States Opting-Out Of Medicaid Expansion Likely To See Downside
After several state officials announced their intention to reject the expansion -- and the federal funds that come with it -- news outlets report on possible implications, including costs to county taxpayers, businesses and people who would go without health benefits.
The Associated Press: States Saying No To 'Obamacare' Could See Downside
For Gov. Rick Perry, saying "no" to the federal health care law could also mean turning away up to 1.3 million Texans, nearly half the uninsured people who could be newly eligible for coverage in his state. Gov. Chris Christie not only would be saying "no" to President Barack Obama, but to as many as 245,000 uninsured New Jersey residents as well. The Supreme Court's recent ruling gave governors new flexibility to reject what some Republicans deride as "Obamacare." But there's a downside, too (Alonso-Zaldivar, 7/18).

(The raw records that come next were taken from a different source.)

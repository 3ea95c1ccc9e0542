//! Qiita stock counts.
//!
//! Qiita exposes stocks only as a paged listing of stocker users
//! (`GET /api/v2/items/{id}/stockers?page=N&per_page=100`), so a count is
//! obtained by walking pages until one comes back short.
//!
//! The page walk is a lazy stream ([`page_lengths`]) over an injected
//! page-fetch function, so the stopping rule can be exercised without any
//! network. [`count_stockers`] folds that stream according to the
//! configured [`StockCountMode`].

use crate::config::{Config, QIITA_PAGE_SIZE};
use crate::error::RankingError;
use crate::http::{HttpFetch, get_json};
use crate::models::{StockCount, StockCountMode};
use crate::utils::disperse;
use futures::future::try_join_all;
use futures::stream::{self, Stream, StreamExt};
use serde::de::IgnoredAny;
use std::future::Future;
use std::pin::pin;
use tracing::{debug, info, instrument};
use url::Url;

/// Extract the item id from a Qiita article URL (`/<user>/items/<id>`).
///
/// Returns `None` for URLs on other hosts and for Qiita pages that are not
/// items (profiles, tags, the calendar itself).
pub fn qiita_item_id(url: &str, qiita_host: &str) -> Option<String> {
    let parsed = Url::parse(url).ok()?;
    if parsed.host_str()? != qiita_host {
        return None;
    }
    let segments: Vec<&str> = parsed.path_segments()?.collect();
    match segments.as_slice() {
        [_user, "items", id, ..] if !id.is_empty() => Some((*id).to_string()),
        _ => None,
    }
}

/// URL of one page of an item's stocker listing. Pages are 1-based.
pub fn stockers_url(api_base: &Url, item_id: &str, page: u32) -> String {
    format!(
        "{}/items/{}/stockers?page={}&per_page={}",
        api_base.as_str().trim_end_matches('/'),
        item_id,
        page,
        QIITA_PAGE_SIZE
    )
}

/// Lazily walk a paged listing, yielding each page's length.
///
/// Starts at page 1 and requests the next page only while the previous one
/// was full. The stream ends after the first short page or the first error.
pub fn page_lengths<F, Fut>(fetch_page: F) -> impl Stream<Item = Result<usize, RankingError>>
where
    F: FnMut(u32) -> Fut,
    Fut: Future<Output = Result<usize, RankingError>>,
{
    stream::unfold(
        (Some(1u32), fetch_page),
        |(next, mut fetch_page)| async move {
            let page = next?;
            let result = fetch_page(page).await;
            let next = match &result {
                Ok(len) if *len >= QIITA_PAGE_SIZE => Some(page + 1),
                _ => None,
            };
            Some((result, (next, fetch_page)))
        },
    )
}

/// Fold page lengths into a stock count.
///
/// Any page error aborts the count.
pub async fn count_stockers<S>(mode: StockCountMode, pages: S) -> Result<u64, RankingError>
where
    S: Stream<Item = Result<usize, RankingError>>,
{
    let mut pages = pin!(pages);
    let mut total = 0u64;
    let mut last = 0u64;
    let mut requested = 0u32;

    while let Some(len) = pages.next().await {
        let len = len? as u64;
        requested += 1;
        total += len;
        last = len;
    }

    debug!(requested, total, last, ?mode, "Walked stocker pages");
    Ok(match mode {
        StockCountMode::Cumulative => total,
        StockCountMode::LastPage => last,
    })
}

/// Resolve the stock count for one article URL.
///
/// Non-Qiita URLs short-circuit to [`StockCount::NotApplicable`] without any
/// request. Every page request, the first included, is preceded by a random
/// delay of up to `config.max_disperse`.
pub async fn fetch_stock_count<F: HttpFetch>(
    http: &F,
    config: &Config,
    url: &str,
) -> Result<StockCount, RankingError> {
    fetch_stock_count_with(http, config, url, || disperse(config.max_disperse)).await
}

/// [`fetch_stock_count`] with the pre-request delay supplied by the caller.
///
/// `delay` is called once before each page request and awaited before the
/// request is sent.
#[instrument(level = "debug", skip_all, fields(%url))]
pub async fn fetch_stock_count_with<F, D, DFut>(
    http: &F,
    config: &Config,
    url: &str,
    mut delay: D,
) -> Result<StockCount, RankingError>
where
    F: HttpFetch,
    D: FnMut() -> DFut,
    DFut: Future<Output = ()>,
{
    let Some(item_id) = qiita_item_id(url, &config.qiita_host) else {
        debug!("Not a Qiita item; no stock count");
        return Ok(StockCount::NotApplicable);
    };

    let token = config.qiita_token.as_deref();
    let pages = page_lengths(|page| {
        let page_url = stockers_url(&config.qiita_api_base, &item_id, page);
        let pause = delay();
        async move {
            pause.await;
            // Only the array shape matters; each element is one stocker.
            let stockers: Vec<IgnoredAny> = get_json(http, &page_url, token).await?;
            debug!(page, len = stockers.len(), "Fetched stocker page");
            Ok::<_, RankingError>(stockers.len())
        }
    });

    let count = count_stockers(config.stock_count_mode, pages).await?;
    debug!(%item_id, count, "Resolved Qiita stock count");
    Ok(StockCount::Count(count))
}

/// Resolve stock counts for every URL concurrently, preserving input order.
///
/// Articles are not throttled against each other; only the per-page delay
/// spreads out the requests of a single article.
#[instrument(level = "info", skip_all, fields(count = urls.len()))]
pub async fn fetch_stock_counts<F: HttpFetch>(
    http: &F,
    config: &Config,
    urls: &[String],
) -> Result<Vec<StockCount>, RankingError> {
    let counts = try_join_all(urls.iter().map(|url| fetch_stock_count(http, config, url))).await?;
    let qiita = counts
        .iter()
        .filter(|c| matches!(c, StockCount::Count(_)))
        .count();
    info!(qiita, other = counts.len() - qiita, "Fetched Qiita stock counts");
    Ok(counts)
}

#[cfg(test)]
mod tests {
    use super::*;
    use crate::config::testing::fake_config;
    use crate::http::testing::FakeWeb;
    use std::cell::{Cell, RefCell};
    use std::time::Duration;
    use tokio::time::Instant;

    fn stockers_json(n: usize) -> String {
        let users: Vec<serde_json::Value> = (0..n)
            .map(|i| serde_json::json!({ "id": format!("user{i}") }))
            .collect();
        serde_json::to_string(&users).unwrap()
    }

    fn page_url(item: &str, page: u32) -> String {
        format!("http://fake/api/v2/items/{item}/stockers?page={page}&per_page=100")
    }

    fn fake_pages(item: &str, sizes: &[usize]) -> FakeWeb {
        sizes
            .iter()
            .enumerate()
            .fold(FakeWeb::new(), |web, (i, n)| {
                web.with_body(&page_url(item, i as u32 + 1), stockers_json(*n))
            })
    }

    #[test]
    fn test_qiita_item_id() {
        assert_eq!(
            qiita_item_id("https://qiita.com/alice/items/0123abcd", "qiita.com"),
            Some("0123abcd".to_string())
        );
        assert_eq!(
            qiita_item_id("http://qiita.com/alice/items/0123abcd?utm=x#top", "qiita.com"),
            Some("0123abcd".to_string())
        );
        assert_eq!(qiita_item_id("https://qiita.com/alice", "qiita.com"), None);
        assert_eq!(
            qiita_item_id("https://blog.example.com/alice/items/1", "qiita.com"),
            None
        );
        assert_eq!(qiita_item_id("not a url", "qiita.com"), None);
    }

    #[test]
    fn test_stockers_url_tolerates_trailing_slash() {
        let base = Url::parse("https://qiita.com/api/v2/").unwrap();
        assert_eq!(
            stockers_url(&base, "abc", 2),
            "https://qiita.com/api/v2/items/abc/stockers?page=2&per_page=100"
        );
    }

    #[tokio::test]
    async fn test_page_lengths_stops_after_short_page() {
        let requested = RefCell::new(Vec::new());
        let sizes = [100usize, 100, 37, 100];
        let pages = page_lengths(|page| {
            requested.borrow_mut().push(page);
            let len = sizes[page as usize - 1];
            async move { Ok::<_, RankingError>(len) }
        });

        let lengths: Vec<usize> = pages.map(|r| r.unwrap()).collect().await;
        assert_eq!(lengths, vec![100, 100, 37]);
        assert_eq!(*requested.borrow(), vec![1, 2, 3]);
    }

    #[tokio::test]
    async fn test_page_lengths_empty_first_page() {
        let pages = page_lengths(|_| async { Ok::<_, RankingError>(0) });
        assert_eq!(count_stockers(StockCountMode::Cumulative, pages).await.unwrap(), 0);
    }

    #[tokio::test]
    async fn test_page_lengths_full_page_then_empty() {
        let full_then_empty =
            |page: u32| async move { Ok::<_, RankingError>(if page == 1 { 100 } else { 0 }) };

        let pages = page_lengths(full_then_empty);
        assert_eq!(count_stockers(StockCountMode::Cumulative, pages).await.unwrap(), 100);

        let pages = page_lengths(full_then_empty);
        assert_eq!(count_stockers(StockCountMode::LastPage, pages).await.unwrap(), 0);
    }

    #[tokio::test]
    async fn test_count_stockers_error_aborts() {
        let pages = page_lengths(|page| async move {
            if page == 2 {
                Err(RankingError::Status {
                    url: "page2".to_string(),
                    status: 500,
                })
            } else {
                Ok::<_, RankingError>(100)
            }
        });
        let err = count_stockers(StockCountMode::Cumulative, pages).await.unwrap_err();
        assert!(matches!(err, RankingError::Status { status: 500, .. }));
    }

    #[tokio::test]
    async fn test_fetch_stock_count_cumulative_three_pages() {
        let web = fake_pages("abc", &[100, 100, 37]);
        let count = fetch_stock_count(&web, &fake_config(), "https://qiita.com/alice/items/abc")
            .await
            .unwrap();

        assert_eq!(count, StockCount::Count(237));
        assert_eq!(
            web.requested_urls(),
            vec![page_url("abc", 1), page_url("abc", 2), page_url("abc", 3)]
        );
    }

    #[tokio::test]
    async fn test_fetch_stock_count_last_page_mode() {
        let web = fake_pages("abc", &[100, 100, 37]);
        let mut config = fake_config();
        config.stock_count_mode = StockCountMode::LastPage;

        let count = fetch_stock_count(&web, &config, "https://qiita.com/alice/items/abc")
            .await
            .unwrap();

        assert_eq!(count, StockCount::Count(37));
        assert_eq!(web.requested_urls().len(), 3);
    }

    #[tokio::test]
    async fn test_fetch_stock_count_sends_bearer_token() {
        let web = fake_pages("abc", &[3]);
        fetch_stock_count(&web, &fake_config(), "https://qiita.com/alice/items/abc")
            .await
            .unwrap();
        assert_eq!(
            web.bearers_for(&page_url("abc", 1)),
            vec![Some("token".to_string())]
        );
    }

    #[tokio::test]
    async fn test_fetch_stock_count_non_qiita_makes_no_request() {
        let web = FakeWeb::new();
        let count = fetch_stock_count(&web, &fake_config(), "https://blog.example.com/post")
            .await
            .unwrap();
        assert_eq!(count, StockCount::NotApplicable);
        assert!(web.requested_urls().is_empty());
    }

    #[tokio::test]
    async fn test_fetch_stock_count_malformed_page_is_fatal() {
        let web = FakeWeb::new()
            .with_body(&page_url("abc", 1), r#"{"message": "Rate limit exceeded"}"#);
        let err = fetch_stock_count(&web, &fake_config(), "https://qiita.com/alice/items/abc")
            .await
            .unwrap_err();
        assert!(matches!(err, RankingError::Json { .. }));
    }

    #[tokio::test(start_paused = true)]
    async fn test_fetch_stock_count_delays_before_every_page() {
        let web = fake_pages("abc", &[100, 100, 37]);
        let delays = Cell::new(0u32);
        let started = Instant::now();

        let count = fetch_stock_count_with(
            &web,
            &fake_config(),
            "https://qiita.com/alice/items/abc",
            || {
                delays.set(delays.get() + 1);
                tokio::time::sleep(Duration::from_millis(1000))
            },
        )
        .await
        .unwrap();

        assert_eq!(count, StockCount::Count(237));
        assert_eq!(delays.get(), 3);
        let offsets: Vec<Duration> = web
            .request_times()
            .into_iter()
            .map(|at| at - started)
            .collect();
        assert_eq!(
            offsets,
            vec![
                Duration::from_millis(1000),
                Duration::from_millis(2000),
                Duration::from_millis(3000),
            ]
        );
    }

    #[tokio::test(start_paused = true)]
    async fn test_fetch_stock_count_no_delay_for_non_qiita() {
        let web = FakeWeb::new();
        let delays = Cell::new(0u32);

        let count = fetch_stock_count_with(&web, &fake_config(), "https://blog.example.com/", || {
            delays.set(delays.get() + 1);
            tokio::time::sleep(Duration::from_millis(1000))
        })
        .await
        .unwrap();

        assert_eq!(count, StockCount::NotApplicable);
        assert_eq!(delays.get(), 0);
    }

    #[tokio::test(start_paused = true)]
    async fn test_fetch_stock_count_dispersed_requests_stay_within_max() {
        let web = fake_pages("abc", &[100, 5]);
        let mut config = fake_config();
        config.max_disperse = Duration::from_millis(5000);

        let started = Instant::now();
        let count = fetch_stock_count(&web, &config, "https://qiita.com/alice/items/abc")
            .await
            .unwrap();

        assert_eq!(count, StockCount::Count(105));
        let times = web.request_times();
        assert_eq!(times.len(), 2);
        assert!(times[0] - started < Duration::from_millis(5000));
        assert!(times[1] - times[0] < Duration::from_millis(5000));
    }

    #[tokio::test]
    async fn test_fetch_stock_count_counts_elements_without_id() {
        let web = FakeWeb::new().with_body(&page_url("abc", 1), r#"[{"name": "a"}, {}, 3]"#);
        let count = fetch_stock_count(&web, &fake_config(), "https://qiita.com/alice/items/abc")
            .await
            .unwrap();
        assert_eq!(count, StockCount::Count(3));
    }

    #[tokio::test]
    async fn test_fetch_stock_counts_mixed_urls_in_order() {
        let web = fake_pages("abc", &[7]);
        let urls = vec![
            "https://blog.example.com/post".to_string(),
            "https://qiita.com/alice/items/abc".to_string(),
        ];
        let counts = fetch_stock_counts(&web, &fake_config(), &urls).await.unwrap();
        assert_eq!(counts, vec![StockCount::NotApplicable, StockCount::Count(7)]);
    }
}
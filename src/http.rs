//! HTTP access behind a small capability trait.
//!
//! Every source module talks to the outside world through [`HttpFetch`], so
//! the pipeline can be driven by [`ReqwestFetcher`] in production and by an
//! in-memory fake in tests.
//!
//! # Architecture
//!
//! - [`HttpFetch`]: fetch a URL as text, optionally with a bearer credential
//! - [`ReqwestFetcher`]: `reqwest`-backed implementation
//! - [`get_json`]: fetch and deserialize a JSON body

use crate::error::RankingError;
use crate::utils::truncate_for_log;
use serde::de::DeserializeOwned;
use std::time::Instant;
use tracing::{debug, instrument, warn};

/// Trait for fetching a resource over HTTP.
///
/// Implementors must turn transport failures and non-success statuses into
/// [`RankingError`]s; callers never see an error page as a body.
pub trait HttpFetch {
    /// GET `url` and return the response body.
    ///
    /// When `bearer` is set it is sent as `Authorization: Bearer <token>`.
    async fn get_text(&self, url: &str, bearer: Option<&str>) -> Result<String, RankingError>;
}

/// [`HttpFetch`] over a shared `reqwest` client.
#[derive(Debug, Clone, Default)]
pub struct ReqwestFetcher {
    client: reqwest::Client,
}

impl ReqwestFetcher {
    pub fn new(client: reqwest::Client) -> Self {
        Self { client }
    }
}

impl HttpFetch for ReqwestFetcher {
    #[instrument(level = "debug", skip_all, fields(%url))]
    async fn get_text(&self, url: &str, bearer: Option<&str>) -> Result<String, RankingError> {
        let t0 = Instant::now();
        let mut request = self.client.get(url);
        if let Some(token) = bearer {
            request = request.bearer_auth(token);
        }

        let response = request.send().await.map_err(|source| RankingError::Transport {
            url: url.to_string(),
            source,
        })?;

        let status = response.status();
        if !status.is_success() {
            warn!(status = status.as_u16(), "Non-success response");
            return Err(RankingError::Status {
                url: url.to_string(),
                status: status.as_u16(),
            });
        }

        let body = response.text().await.map_err(|source| RankingError::Transport {
            url: url.to_string(),
            source,
        })?;
        debug!(
            bytes = body.len(),
            elapsed_ms = t0.elapsed().as_millis() as u64,
            "Fetched"
        );
        Ok(body)
    }
}

/// Fetch `url` and deserialize the body as JSON.
pub async fn get_json<F, T>(http: &F, url: &str, bearer: Option<&str>) -> Result<T, RankingError>
where
    F: HttpFetch,
    T: DeserializeOwned,
{
    let body = http.get_text(url, bearer).await?;
    serde_json::from_str(&body).map_err(|source| {
        warn!(%url, error = %source, body = %truncate_for_log(&body, 300), "Unparseable JSON");
        RankingError::Json {
            url: url.to_string(),
            source,
        }
    })
}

The New York Times: Texas Counties Fear Residents Will Pay The Price Of Perry's Medicaid Rebuff
Gov. Rick Perry's decision on July 9 to refuse two key provisions of the federal health care law — the expansion of Medicaid and the creation of a state insurance exchange — is already being fiercely debated by lawmakers in Austin. But the real impact of the move will be felt far from the Texas Capitol, in the chambers of the commissioners who oversee the state's counties (Fernandez, 7/17).
Kaiser Health News: Businesses Will Push Perry To Rethink Medicaid Expansion
Texas Gov. Rick Perry says he rejects the 'Obamacare power grab' and will block measures expanding health insurance to millions in his state. The country's second-biggest health insurer is betting he won't succeed (Hancock, 7/18).
Texas Tribune: Capitol Protesters Target Perry's Medicaid Announcement
Chanting "2, 4, 6, 8, we want health care, we can't wait!" Texans from across the state descended on the Capitol on Tuesday to protest Gov. Rick Perry's announcement that Texas wouldn't implement key elements of health care reform. "I think Perry will hear our noise," said Ar’Sheill Sinclair, a spokeswoman for Good Jobs Great Houston, which organized the 30-minute protest along with the Texas Organizing Project (Foxhall, 7/17).
Kaiser Health News: Once Focus Of Health Law, Some In Poverty May Be Left Out
Republican leaders in some states, including Mississippi, are warning that opting into the expansion is too expensive since the states eventually will have to pay10 percent of the cost for the new program participants. Nationally, 17.8 million Americans without insurance earn at or below the federal poverty level, which this year is $11,170 for an individual and $23,050 for a family of four. In Mississippi, 53 percent of the people lacking health coverage fall into this group, a bigger portion than in any other state, according to data from the Urban Institute, a Washington-based think tank" (Gold and Rau, 7/18).